July 2004

Keeping Your Friends Close

Obama is playing it smart to help the coordinated campaign, but at the same time, put his own GOTV operation in play.

The Obama camp is also raising money for the Democratic Party of Illinois, but they do not trust Madigan to run a coordinated campaign that will be tailored to help Obama rather than the state House members Madigan needs to keep his majority. That’s why Obama’s camp is preparing a backup plan for field and get-out-the-vote work normally the task of a coordinated campaign with a different funding stream.

E-Mail Updates?

I’ve had a suggestion to do an e-mail update for interested folks. Is there interest out there? This is probably more for less than daily readers, but let me know if you would like that feature and how often you would like to get it–I’m tenatively thinking about a daily deal that highlights the posts.

Election Forecasting is Fun, but….

The models are predicting a rather substantial Bush win. While accurate in many past elections, they blew the 2000 election–why? My argument is that all elections before 2000 were fundamentally different focussing on the economic cleavages and not the dominant cleavage we see now–social issues.

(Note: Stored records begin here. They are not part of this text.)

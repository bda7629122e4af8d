use std::fmt;

use crate::game::Player;

/// Messages the coordinator emits for the presentation layer: whose turn
/// it is, the smoothed confidence scores, and the terminal result.
#[derive(Debug, Clone, PartialEq)]
pub enum Status {
    /// The named agent is now to move, e.g. `Player 1:ai`.
    Turn { label: String },
    /// Display scores after a non-terminal move, player one's perspective
    /// positive.
    Scores { player_one: f64, player_two: f64 },
    /// The game ended.
    GameOver { message: String },
}

impl Status {
    pub fn win(winner: Player) -> Status {
        Status::GameOver {
            message: format!("Game Over: Player {} Wins!", winner.number()),
        }
    }

    pub fn tie() -> Status {
        Status::GameOver {
            message: "Game Over: Tie!".to_string(),
        }
    }
}

impl fmt::Display for Status {
    fn fmt(&self, f: &mut fmt::Formatter<'_>) -> fmt::Result {
        match self {
            Status::Turn { label } => write!(f, "{label}"),
            Status::Scores {
                player_one,
                player_two,
            } => write!(f, "scores: {player_one:.1} / {player_two:.1}"),
            Status::GameOver { message } => write!(f, "{message}"),
        }
    }
}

More to the point, the models are essentially fun toys for most political scientists. Many of the better known also do the same thing with the baseball rankings every year. One particular political scientist was not spoken to for several months after he used most of the department’s computer time (back in the mainframe day) to calculate his predictions.

Why Drudge is Useful

He has a great link to an archeological site that has been protected by the owner for years.

There aren’t many private land owners protective enough of such treasurers to do the following:

Although the University of Utah hired a seasonal caretaker and students from three Utah schools are working the sites this summer, Wilcox worries about possible looting, especially at odd times of the year when nobody may be watching the ranch. He said he gave it up on a promise of protection from the San Francisco-based Trust for Public Land, which transferred the ranch to public ownership.

The promise barely assured Wilcox, but he knew one thing: “I’m getting old and couldn’t take care of it.” He said he asked $4 million for the ranch, but settled for $2.5 million, moved to Green River, Utah, and retired.

Over the years, Wilcox occasionally welcomed archaeologists to inspect part of the canyon, “but we’d watch ’em.” When one Kent State researcher used a pick ax to take a pigment sample from a pictograph, Wilcox “took the pick from him and took him out of the gate.”